It is interesting to me how much my perspective on the band has shifted over the last week and a half. My first impression was super positive. I’d had relatively low expectations and Can’t Buy a Thrill felt steady and super well put together. Super enjoyable to listen to. None of the other albums hit me that way, but most of those albums in the first couple years (not so much Countdown to Ecstasy) still felt fun and tight. Then, come Aja, I started to feel lie I was losing focus, and that feeling only got stronger with Gaucho (and then also in the two new albums twenty years later). Maybe I’ll get better at liking those albums, but in this set of listening they started to feel slippery, like I couldn’t get my ears to hold onto them.
That’s exactly the opposite of how I felt when first listening to Can’t Buy a Thrill! The most notable part of that was how easy it was to hold onto it with my ear, how much it felt like there was so much to latch onto. I wrote down in my notes that it reminded me of the best parts of pop-music Fleetwood Mac, but better. I’d been expecting it to fall flat because I feel like the pop/rock genre in the 70s has such a particular feeling that I only ever like so much. The conventions of the time and genre hold it back, a little. But it didn’t fall flat, it rocked! It still sat pretty firmly inside of the feel of the time and genre, but it rocked all the same.

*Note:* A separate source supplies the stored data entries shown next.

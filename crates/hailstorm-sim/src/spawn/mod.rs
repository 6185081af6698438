//! The spawn-rule pipeline.
//!
//! A spawn batch lays its new objects out in one contiguous queued range of
//! the destination pool. Rules shape that range in two strict stages: count
//! rules first reshape the batch's `GroupInfo` dimensions, then value rules
//! fill component data, addressing slots through the shared destination
//! index formula. The staging order is load-bearing: value rules iterate
//! `groups x objects_per_group x layer_copies`, so every count mutation must
//! be finalized before any value rule computes a destination index.

pub mod rules;

use std::collections::HashMap;

use glam::Vec2;
use rand_chacha::ChaCha8Rng;

use hailstorm_core::components::Destructible;
use hailstorm_core::spawn::{destination_index, GroupInfo};

use crate::error::{SimError, SimResult};
use crate::pool::Pool;

/// Which stage of the pipeline a rule runs in.
#[derive(Debug, Clone, Copy, PartialEq, Eq)]
pub enum SpawnRuleStage {
    /// Mutates the batch's `GroupInfo` before any slot is written.
    Count,
    /// Mutates the newly created objects' component data.
    Value,
}

/// Snapshot of one spawner-pool object that triggered a spawn, taken before
/// the destination pool is touched so rules can read it even when a pool
/// spawns into itself.
#[derive(Debug, Clone, Copy)]
pub struct SourceObject {
    pub slot: usize,
    pub position: Vec2,
    pub velocity: Vec2,
}

/// One destination slot of a spawn batch, with its pattern coordinates.
#[derive(Debug, Clone, Copy)]
pub struct SpawnSlot {
    pub index: usize,
    pub object: u32,
    pub group: u32,
    pub layer_copy: u32,
}

/// Execution context handed to value rules.
pub struct SpawnRuleContext<'a> {
    pub pool: &'a mut Pool,
    pub spawner_pool: &'a str,
    pub sources: &'a [SourceObject],
    pub first_index: usize,
    pub num_spawns: usize,
    pub groups: GroupInfo,
    pub rng: &'a mut ChaCha8Rng,
}

impl SpawnRuleContext<'_> {
    /// Enumerate the batch's slots in the canonical nesting (layer copies
    /// outermost, objects innermost), guarded against slots the batch did
    /// not actually materialize.
    pub fn slots(&self) -> Vec<SpawnSlot> {
        let mut slots = Vec::with_capacity(self.num_spawns);
        for layer_copy in 0..self.groups.num_layer_copies {
            for group in 0..self.groups.num_groups {
                for object in 0..self.groups.num_objects_per_group {
                    let index =
                        destination_index(self.first_index, object, group, layer_copy, &self.groups);
                    if index < self.first_index + self.num_spawns {
                        slots.push(SpawnSlot {
                            index,
                            object,
                            group,
                            layer_copy,
                        });
                    }
                }
            }
        }
        slots
    }

    /// The source object positionally paired with a destination slot.
    pub fn source_for(&self, slot: &SpawnSlot) -> &SourceObject {
        &self.sources[(slot.index - self.first_index) % self.sources.len()]
    }
}

/// A composable mutation applied to a batch of newly spawned objects.
///
/// Rules carrying per-spawner-slot state ("with-array" rules) keep it sized
/// to the spawner pool's capacity and compact it in lockstep with the pool,
/// via the two sync hooks.
pub trait SpawnRule: Send + Sync {
    fn stage(&self) -> SpawnRuleStage;

    /// Count stage. Runs before any destination slot is written.
    fn adjust_counts(&mut self, _groups: &mut GroupInfo) {}

    /// Value stage. Runs over the materialized batch.
    fn apply(&mut self, _ctx: &mut SpawnRuleContext<'_>) -> SimResult<()> {
        Ok(())
    }

    /// A pool this rule may hold per-slot state for was created.
    fn sync_spawner_capacity(&mut self, _pool: &str, _capacity: usize) {}

    /// The named pool is being compacted; per-slot state must compact with
    /// the same original destroyed flags so it stays attached to the same
    /// surviving objects.
    fn handle_destructions(
        &mut self,
        _pool: &str,
        _destroyed: &[Destructible],
        _initial_alive_end: usize,
        _end: usize,
    ) {
    }
}

/// Registry of spawn rules by name. An explicit object passed by reference,
/// not process-wide state.
#[derive(Default)]
pub struct SpawnRuleSet {
    rules: HashMap<String, Box<dyn SpawnRule>>,
}

impl SpawnRuleSet {
    pub fn new() -> Self {
        Self::default()
    }

    /// Register a configured rule instance. First registration wins.
    pub fn register(&mut self, name: &str, rule: Box<dyn SpawnRule>) {
        if self.rules.contains_key(name) {
            log::warn!("spawn rule `{name}` registered twice; keeping first registration");
            return;
        }
        self.rules.insert(name.to_string(), rule);
    }

    pub fn contains(&self, name: &str) -> bool {
        self.rules.contains_key(name)
    }

    pub fn get_mut(&mut self, name: &str) -> Option<&mut Box<dyn SpawnRule>> {
        self.rules.get_mut(name)
    }

    /// Fetch a rule or fail fast, naming the pool whose config referenced it.
    pub fn get_mut_or_err(
        &mut self,
        name: &str,
        referencing_pool: &str,
    ) -> SimResult<&mut Box<dyn SpawnRule>> {
        self.rules
            .get_mut(name)
            .ok_or_else(|| SimError::UnknownSpawnRule {
                pool: referencing_pool.to_string(),
                rule: name.to_string(),
            })
    }

    pub fn sync_spawner_capacity(&mut self, pool: &str, capacity: usize) {
        for rule in self.rules.values_mut() {
            rule.sync_spawner_capacity(pool, capacity);
        }
    }

    pub fn handle_destructions(
        &mut self,
        pool: &str,
        destroyed: &[Destructible],
        initial_alive_end: usize,
        end: usize,
    ) {
        for rule in self.rules.values_mut() {
            rule.handle_destructions(pool, destroyed, initial_alive_end, end);
        }
    }
}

Then, as I listened to Steely Dan start to stretch against the conventions of the time and genre, I started to like them less and not more. It felt like they were drifting farther and farther away from something that would hold my attention. Their sound went from tight and crunchy to feeling very fuzzy and hazy. In their later albums, they do more and more harmonies and chord progressions that are repetitive and predictable—until some funky changeup, but the funky changeup is never crunchy. I want it to be crunchy, I want those changeups to be solid, and I feel like often they are, but not so for Steely Dan. Instead, they’re always, like… I dunno, a glancing blow? I don’t know how to describe it, it’s a very particular feeling. Unsettling, but unsettling is way too strong a word. They don’t even really feel to me like they introduce tension so much as they ignore resolution. I don’t quite love it. Maybe my mind will change, but for now I don’t quite love it.
That kinda fits my vibe, historically, I think. I love the weird and wacky, the artists, the dreamers and the schemers with an ear for something complex and interesting—but I like them the most when they’re doing something kinda basic. That’s not a hard and fast rule, obviously, but I think it’s generally pretty accurate.
Giving a ranking is, again, tough. Lowkey (highkey) so sick of the rankings. Blegh. I’m gonna give a mid-low B. It’s slippery and weird enough feeling in my mind that it definitely doesn’t fit in the As but it’s obviously good and enjoyable enough throughout, with no major hangups, that it would be out of place as a C or D. Then within the B range, a low-mid B is just the most cop-out-y place for it to be, and I guess I’m big into cop-out-iness right now.